History pieces for a Labour Day weekend
World War II started 80 years ago (the president of Germany has just apologized to Poland) and Radio-Canada looks at earlier commemorations including a Téléjournal from 1989 and René Lévesque, in his days as a journalist, explaining the war in 1959 (starting around 2:33 in that clip). Interesting footage.
The Gazette’s history series has a notably tragic incident this weekend: the 1972 Blue Bird arson, which killed 37 people out on the eve of Labour Day weekend at two bars, one upstairs of the other, on Phillips Square. The space has been a parking lot since then, and a small memorial plaque was placed at the square in 2012.

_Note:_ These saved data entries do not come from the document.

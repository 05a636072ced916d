//! Technical indicator implementations.
//!
//! Every indicator is a pure function from a read-only slice of bars to one
//! or more [`IndicatorSeries`] aligned index-for-index with the input:
//! - `IndicatorType`: indicator identity + parameters
//! - `IndicatorSeries`: one `Option<f64>` per input bar, `None` meaning the
//!   value is unavailable (short history or a zero divisor)

pub mod mfi;
pub mod rolling;
pub mod rsi;
pub mod sma;
pub mod stoch_rsi;
pub mod vwap;
pub mod williams_r;

pub use mfi::calculate_mfi;
pub use rsi::calculate_rsi;
pub use sma::calculate_sma;
pub use stoch_rsi::{calculate_stoch_rsi, StochRsi, StochRsiParams};
pub use vwap::calculate_vwap;
pub use williams_r::calculate_williams_r;

use std::fmt;

use crate::domain::error::TikrscopeError;

#[derive(Debug, Clone, Copy, PartialEq, Eq, Hash)]
pub enum IndicatorType {
    Sma(usize),
    Vwap,
    WilliamsR(usize),
    Mfi(usize),
    Rsi(usize),
    StochRsiK {
        period: usize,
        smooth_k: usize,
    },
    StochRsiD {
        period: usize,
        smooth_k: usize,
        smooth_d: usize,
    },
}

#[derive(Debug, Clone, PartialEq)]
pub struct IndicatorSeries {
    pub indicator_type: IndicatorType,
    pub values: Vec<Option<f64>>,
}

impl IndicatorSeries {
    pub fn len(&self) -> usize {
        self.values.len()
    }

    pub fn is_empty(&self) -> bool {
        self.values.is_empty()
    }

    pub fn get(&self, index: usize) -> Option<f64> {
        self.values.get(index).copied().flatten()
    }

    pub fn first_valid_index(&self) -> Option<usize> {
        self.values.iter().position(Option::is_some)
    }

    pub fn valid_count(&self) -> usize {
        self.values.iter().filter(|v| v.is_some()).count()
    }

    /// Defined values in index order, paired with their index.
    pub fn defined(&self) -> impl Iterator<Item = (usize, f64)> + '_ {
        self.values
            .iter()
            .enumerate()
            .filter_map(|(i, v)| v.map(|v| (i, v)))
    }
}

impl fmt::Display for IndicatorType {
    fn fmt(&self, f: &mut fmt::Formatter<'_>) -> fmt::Result {
        match self {
            IndicatorType::Sma(period) => write!(f, "SMA{}", period),
            IndicatorType::Vwap => write!(f, "VWAP"),
            IndicatorType::WilliamsR(period) => write!(f, "WILLIAMS_R({})", period),
            IndicatorType::Mfi(period) => write!(f, "MFI({})", period),
            IndicatorType::Rsi(period) => write!(f, "RSI({})", period),
            IndicatorType::StochRsiK { period, smooth_k } => {
                write!(f, "STOCH_RSI_K({},{})", period, smooth_k)
            }
            IndicatorType::StochRsiD {
                period,
                smooth_k,
                smooth_d,
            } => write!(f, "STOCH_RSI_D({},{},{})", period, smooth_k, smooth_d),
        }
    }
}

/// Rejects a zero-length rolling window before any computation runs.
pub(crate) fn require_period(name: &str, period: usize) -> Result<(), TikrscopeError> {
    if period == 0 {
        return Err(TikrscopeError::InvalidParameter {
            name: name.to_string(),
            reason: "period must be a positive integer".to_string(),
        });
    }
    Ok(())
}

The Gazette also looked at the last streetcar run, in Rosemont in 1959, while the Journal this weekend shows us the open golden tram that was conceived for tourism purposes in the 1930s. (I think the design was later adapted to a bus, because I have a faint memory of seeing an open-topped bus in that style when I was small, but I may be confabulating that.)

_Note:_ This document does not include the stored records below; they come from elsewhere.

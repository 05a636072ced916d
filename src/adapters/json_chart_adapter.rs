//! JSON chart renderer.
//!
//! Emits the composed [`ChartSpec`] as JSON for a front end that draws it.

use crate::domain::chart::ChartSpec;
use crate::domain::error::TikrscopeError;
use crate::ports::render_port::ChartRenderer;

pub struct JsonChartAdapter {
    pretty: bool,
}

impl JsonChartAdapter {
    pub fn new() -> Self {
        Self { pretty: true }
    }

    pub fn compact() -> Self {
        Self { pretty: false }
    }
}

impl Default for JsonChartAdapter {
    fn default() -> Self {
        Self::new()
    }
}

impl ChartRenderer for JsonChartAdapter {
    fn render(&self, spec: &ChartSpec) -> Result<String, TikrscopeError> {
        let rendered = if self.pretty {
            serde_json::to_string_pretty(spec)
        } else {
            serde_json::to_string(spec)
        };
        rendered.map_err(|e| TikrscopeError::Render {
            reason: format!("failed to serialise chart for {}: {}", spec.symbol, e),
        })
    }
}
//! MFI (Money Flow Index).
//!
//! raw_flow[i] = typical[i] × volume[i]
//! A bar whose typical price rose against the previous bar adds its raw flow
//! to the positive bucket, a bar whose typical price fell adds it to the
//! negative bucket. Unchanged bars and the first bar feed neither. A binary
//! up/not-up split would count those bars as negative flow instead, so the
//! first defined value (and any window holding unchanged bars) reads higher
//! here than under that rule.
//!
//! MFI = 100 - 100 / (1 + Σpos / Σneg) over a trailing window of n bars.
//! Range [0, 100]. Unavailable while Σneg == 0 (this covers flat windows).

use crate::domain::error::TikrscopeError;
use crate::domain::indicator::rolling::rolling_sum;
use crate::domain::indicator::{require_period, IndicatorSeries, IndicatorType};
use crate::domain::ohlcv::Bar;

pub const DEFAULT_PERIOD: usize = 14;

pub const REFERENCE_LEVELS: [f64; 2] = [20.0, 80.0];

pub fn calculate_mfi(bars: &[Bar], period: usize) -> Result<IndicatorSeries, TikrscopeError> {
    require_period("mfi period", period)?;

    let mut positive: Vec<Option<f64>> = Vec::with_capacity(bars.len());
    let mut negative: Vec<Option<f64>> = Vec::with_capacity(bars.len());
    let mut prev_typical: Option<f64> = None;

    for bar in bars {
        let typical = bar.typical_price();
        let flow = typical * bar.volume;
        let (pos, neg) = match prev_typical {
            Some(prev) if typical > prev => (flow, 0.0),
            Some(prev) if typical < prev => (0.0, flow),
            _ => (0.0, 0.0),
        };
        positive.push(Some(pos));
        negative.push(Some(neg));
        prev_typical = Some(typical);
    }

    let pos_sums = rolling_sum(&positive, period);
    let neg_sums = rolling_sum(&negative, period);

    let values = pos_sums
        .iter()
        .zip(neg_sums.iter())
        .map(|sums| match sums {
            (Some(pos), Some(neg)) if *neg > 0.0 => Some(100.0 - 100.0 / (1.0 + pos / neg)),
            _ => None,
        })
        .collect();

    Ok(IndicatorSeries {
        indicator_type: IndicatorType::Mfi(period),
        values,
    })
}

Michael Black 09:31 on 2019-09-01 Permalink
This weekend in 1972 was also when the Museum of Fine Arts was robbed, some paintings stolen and never seen since.
The reason I always remember it is a few years earlier I got a copy of “Montreal Adventure” by Clarke Wallace, from about 1967. I don’t think it sold well, there was a pile of them being cleared out. Two kids ride their bikes all over town, it mentions specific locations, and build shortwave radios. They hear secret code, and stumble on a robbery, at the Museum.
All of it actually happened, just not connected in the same way as the book.
Michael
Kate 09:34 on 2019-09-01 Permalink
The art heist happened on September 4, 1972.
Looking at my historical calendar, another incident that happened around this time of year was on September 3, 1984: a bomb hidden in a locker at Central Station killed several travellers. The station has never had lockers since that time.
Uatu 09:39 on 2019-09-01 Permalink
I remember that because they found the key to the locker, but some idiot cop ruined it as evidence because he picked it up with his bare hands so it had no fingerprints except his.
Michael Black 10:03 on 2019-09-01 Permalink
Wasn’t the Central Station bombing by someone found incompetent? I know he had some conspiracy theory about the Pope, and the bombing happened shorly before the pope visited Montreal.
Yes, Wikipedia has an entry 1984 Montreal bombing. He got 25 years at the Pinel Institute, but died in 1993. A new trial was pending, so apparently he technically was found not guilty because he died before the retrial. He was American.
Michael
Kate 10:42 on 2019-09-01 Permalink
Michael, I’m not prone to conspiracy theories, but I always found the accusation and conviction of Thomas Brigham sounded shaky. But the SQ had to lock somebody up and Brigham had enough weirdness on record that he would do.